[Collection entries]
● ● ● ● ● ● ●

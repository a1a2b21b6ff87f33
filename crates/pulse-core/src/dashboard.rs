// Dashboard aggregation
//
// One view-model over several independent, differently-paced sources. Every
// metric has its own wrapper written only by its own fetch task, so a slow or
// failing source never holds back or poisons the others. `refresh_all` fires
// everything at once and returns without waiting.

use std::collections::HashSet;
use std::future::Future;
use std::sync::Arc;

use serde::{Deserialize, Serialize};
use tokio::sync::watch;
use tokio::task::JoinHandle;
use tracing::{debug, info, warn};

use crate::activity::{ActivityEvent, ActivityType};
use crate::config::PulseConfig;
use crate::error::Result;
use crate::health::{HealthProbePool, ServiceDescriptor, ServiceStatus};
use crate::http::{ApiClient, HttpHealthProbe};
use crate::stream::EventStreamClient;
use crate::traits::DashboardSource;

/// One point of the weekly-visit series
#[derive(Debug, Clone, PartialEq, Eq, Serialize, Deserialize)]
pub struct VisitPoint {
    #[serde(alias = "day", alias = "date")]
    pub label: String,
    #[serde(alias = "visits")]
    pub count: u64,
}

/// Loading/error/value wrapper around one fetched value
#[derive(Debug, Clone, PartialEq, Serialize)]
pub struct DashboardMetric<T> {
    pub value: Option<T>,
    pub loading: bool,
    pub error: Option<String>,
    #[serde(skip)]
    pending: usize,
}

impl<T> Default for DashboardMetric<T> {
    fn default() -> Self {
        Self {
            value: None,
            loading: false,
            error: None,
            pending: 0,
        }
    }
}

impl<T> DashboardMetric<T> {
    fn begin(&mut self) {
        self.pending += 1;
        self.loading = true;
    }

    /// Record a completed fetch; the latest completion decides value/error.
    /// A failure keeps the last good value on display.
    fn finish(&mut self, result: Result<T>) {
        self.pending = self.pending.saturating_sub(1);
        self.loading = self.pending > 0;
        match result {
            Ok(value) => {
                self.value = Some(value);
                self.error = None;
            }
            Err(e) => self.error = Some(e.to_string()),
        }
    }

    /// Release a fetch that ended without a result (aborted or panicked)
    fn abandon(&mut self) {
        self.pending = self.pending.saturating_sub(1);
        self.loading = self.pending > 0;
    }

    /// Loaded at least once and not currently failing
    pub fn is_ready(&self) -> bool {
        self.value.is_some() && self.error.is_none()
    }
}

struct DashboardMetrics {
    users: watch::Sender<DashboardMetric<u64>>,
    projects: watch::Sender<DashboardMetric<u64>>,
    blog_posts: watch::Sender<DashboardMetric<u64>>,
    messages: watch::Sender<DashboardMetric<u64>>,
    weekly_visits: watch::Sender<DashboardMetric<Vec<VisitPoint>>>,
}

type MetricSlot<T> = fn(&DashboardMetrics) -> &watch::Sender<DashboardMetric<T>>;

impl DashboardMetrics {
    fn new() -> Self {
        Self {
            users: watch::Sender::new(DashboardMetric::default()),
            projects: watch::Sender::new(DashboardMetric::default()),
            blog_posts: watch::Sender::new(DashboardMetric::default()),
            messages: watch::Sender::new(DashboardMetric::default()),
            weekly_visits: watch::Sender::new(DashboardMetric::default()),
        }
    }
}

/// One outstanding fetch; dropping it unfinished clears its loading state
struct PendingFetch<T> {
    metrics: Arc<DashboardMetrics>,
    slot: MetricSlot<T>,
    settled: bool,
}

impl<T> PendingFetch<T> {
    fn begin(metrics: Arc<DashboardMetrics>, slot: MetricSlot<T>) -> Self {
        slot(&metrics).send_modify(DashboardMetric::begin);
        Self {
            metrics,
            slot,
            settled: false,
        }
    }

    fn finish(mut self, result: Result<T>) {
        self.settled = true;
        (self.slot)(&self.metrics).send_modify(|m| m.finish(result));
    }
}

impl<T> Drop for PendingFetch<T> {
    fn drop(&mut self) {
        if !self.settled {
            (self.slot)(&self.metrics).send_modify(DashboardMetric::abandon);
        }
    }
}

/// Per-metric change notifications; drop to unsubscribe
pub struct DashboardSubscription {
    pub users: watch::Receiver<DashboardMetric<u64>>,
    pub projects: watch::Receiver<DashboardMetric<u64>>,
    pub blog_posts: watch::Receiver<DashboardMetric<u64>>,
    pub messages: watch::Receiver<DashboardMetric<u64>>,
    pub weekly_visits: watch::Receiver<DashboardMetric<Vec<VisitPoint>>>,
}

/// A monitored service with its current status
#[derive(Debug, Clone, PartialEq, Serialize)]
pub struct ServiceView {
    #[serde(flatten)]
    pub service: ServiceDescriptor,
    #[serde(flatten)]
    pub status: ServiceStatus,
}

/// UI-ready snapshot of the whole dashboard
#[derive(Debug, Clone, PartialEq, Serialize)]
pub struct DashboardView {
    pub users: DashboardMetric<u64>,
    pub projects: DashboardMetric<u64>,
    pub blog_posts: DashboardMetric<u64>,
    pub messages: DashboardMetric<u64>,
    pub weekly_visits: DashboardMetric<Vec<VisitPoint>>,
    pub services: Vec<ServiceView>,
    pub recent_activity: Vec<ActivityEvent>,
    pub stream_connected: bool,
    pub stream_error: Option<String>,
}

impl DashboardView {
    /// Whether any source is still loading
    pub fn is_loading(&self) -> bool {
        self.users.loading
            || self.projects.loading
            || self.blog_posts.loading
            || self.messages.loading
            || self.weekly_visits.loading
            || self.services.iter().any(|s| s.status.checking)
    }
}

/// Tasks launched by one `refresh_all`
///
/// Dropping the handle detaches the tasks; they still complete and update
/// their own metrics.
pub struct RefreshHandle {
    tasks: Vec<JoinHandle<()>>,
}

impl RefreshHandle {
    pub fn len(&self) -> usize {
        self.tasks.len()
    }

    pub fn is_empty(&self) -> bool {
        self.tasks.is_empty()
    }

    /// Cancel every launched fetch; cancelled metrics stop loading and keep
    /// their previous value
    pub fn abort(&self) {
        for task in &self.tasks {
            task.abort();
        }
    }

    /// Wait for every launched fetch to finish
    pub async fn join(self) {
        for task in self.tasks {
            match task.await {
                Ok(()) => {}
                Err(e) if e.is_cancelled() => debug!("Dashboard refresh task cancelled"),
                Err(e) => warn!(error = %e, "Dashboard refresh task did not complete"),
            }
        }
    }
}

/// Composes the health pool, the event stream and the metric fetchers
pub struct DashboardAggregator {
    source: Arc<dyn DashboardSource>,
    health: Arc<HealthProbePool>,
    stream: Arc<EventStreamClient>,
    metrics: Arc<DashboardMetrics>,
    noise_types: HashSet<ActivityType>,
}

impl DashboardAggregator {
    pub fn new(
        source: Arc<dyn DashboardSource>,
        health: Arc<HealthProbePool>,
        stream: Arc<EventStreamClient>,
    ) -> Self {
        Self {
            source,
            health,
            stream,
            metrics: Arc::new(DashboardMetrics::new()),
            noise_types: HashSet::from([ActivityType::ListFetched]),
        }
    }

    /// Wire everything to the HTTP API described by `config`
    pub fn from_config(config: &PulseConfig, api: Arc<ApiClient>) -> Self {
        let probe = Arc::new(HttpHealthProbe::new());
        let health = Arc::new(HealthProbePool::new(
            config.services.clone(),
            probe,
            config.probe.clone(),
        ));
        let stream = Arc::new(EventStreamClient::new(api.clone(), config.stream.clone()));
        Self::new(api, health, stream).with_noise_types(config.noise_types.iter().cloned())
    }

    /// Replace the set of event types hidden from `recent_activity`
    pub fn with_noise_types(mut self, types: impl IntoIterator<Item = ActivityType>) -> Self {
        self.noise_types = types.into_iter().collect();
        self
    }

    pub fn health(&self) -> &Arc<HealthProbePool> {
        &self.health
    }

    pub fn stream(&self) -> &Arc<EventStreamClient> {
        &self.stream
    }

    /// Connect the owned event stream
    pub async fn connect_stream(&self) -> bool {
        self.stream.connect().await
    }

    /// Launch every metric fetch and a health check, without waiting
    pub fn refresh_all(&self) -> RefreshHandle {
        info!("Refreshing dashboard");
        let tasks = vec![
            self.spawn_metric("users", |m| &m.users, {
                let source = Arc::clone(&self.source);
                async move { source.user_count().await }
            }),
            self.spawn_metric("projects", |m| &m.projects, {
                let source = Arc::clone(&self.source);
                async move { source.project_count().await }
            }),
            self.spawn_metric("blog_posts", |m| &m.blog_posts, {
                let source = Arc::clone(&self.source);
                async move { source.blog_post_count().await }
            }),
            self.spawn_metric("messages", |m| &m.messages, {
                let source = Arc::clone(&self.source);
                async move { source.message_count().await }
            }),
            self.spawn_metric("weekly_visits", |m| &m.weekly_visits, {
                let source = Arc::clone(&self.source);
                async move { source.weekly_visits().await }
            }),
            {
                let health = Arc::clone(&self.health);
                tokio::spawn(async move {
                    health.check_all().await;
                    let summary = health.summary();
                    debug!(
                        alive = summary.alive,
                        down = summary.down,
                        "Dashboard health check finished"
                    );
                })
            },
        ];
        RefreshHandle { tasks }
    }

    /// Recent events with noise types removed; the stream itself is untouched
    pub fn recent_activity(&self, limit: usize) -> Vec<ActivityEvent> {
        self.stream
            .events()
            .into_iter()
            .filter(|e| !self.noise_types.contains(&e.event_type))
            .take(limit)
            .collect()
    }

    pub fn subscribe(&self) -> DashboardSubscription {
        DashboardSubscription {
            users: self.metrics.users.subscribe(),
            projects: self.metrics.projects.subscribe(),
            blog_posts: self.metrics.blog_posts.subscribe(),
            messages: self.metrics.messages.subscribe(),
            weekly_visits: self.metrics.weekly_visits.subscribe(),
        }
    }

    /// Snapshot of every source as of now
    pub fn view(&self, activity_limit: usize) -> DashboardView {
        let stream = self.stream.snapshot();
        DashboardView {
            users: self.metrics.users.borrow().clone(),
            projects: self.metrics.projects.borrow().clone(),
            blog_posts: self.metrics.blog_posts.borrow().clone(),
            messages: self.metrics.messages.borrow().clone(),
            weekly_visits: self.metrics.weekly_visits.borrow().clone(),
            services: self
                .health
                .statuses()
                .into_iter()
                .map(|(service, status)| ServiceView { service, status })
                .collect(),
            recent_activity: stream
                .events
                .into_iter()
                .filter(|e| !self.noise_types.contains(&e.event_type))
                .take(activity_limit)
                .collect(),
            stream_connected: stream.is_connected,
            stream_error: stream.last_error,
        }
    }

    fn spawn_metric<T, Fut>(
        &self,
        name: &'static str,
        slot: MetricSlot<T>,
        fetch: Fut,
    ) -> JoinHandle<()>
    where
        T: Send + Sync + 'static,
        Fut: Future<Output = Result<T>> + Send + 'static,
    {
        let pending = PendingFetch::begin(Arc::clone(&self.metrics), slot);
        tokio::spawn(async move {
            let result = fetch.await;
            match &result {
                Ok(_) => debug!(metric = name, "Dashboard metric loaded"),
                Err(e) => warn!(metric = name, error = %e, "Dashboard metric fetch failed"),
            }
            pending.finish(result);
        })
    }
}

● ● ● ● ● ● ●

**To do**
The lines from the first of the entries through the line holding "so a slow or" are to be restated word for word, and no others.

**Response area**
repository a1a2b21b6ff87f33
filename crates/pulse-core/src/dashboard.rs
// Dashboard aggregation
//
// One view-model over several independent, differently-paced sources. Every
// metric has its own wrapper written only by its own fetch task, so a slow or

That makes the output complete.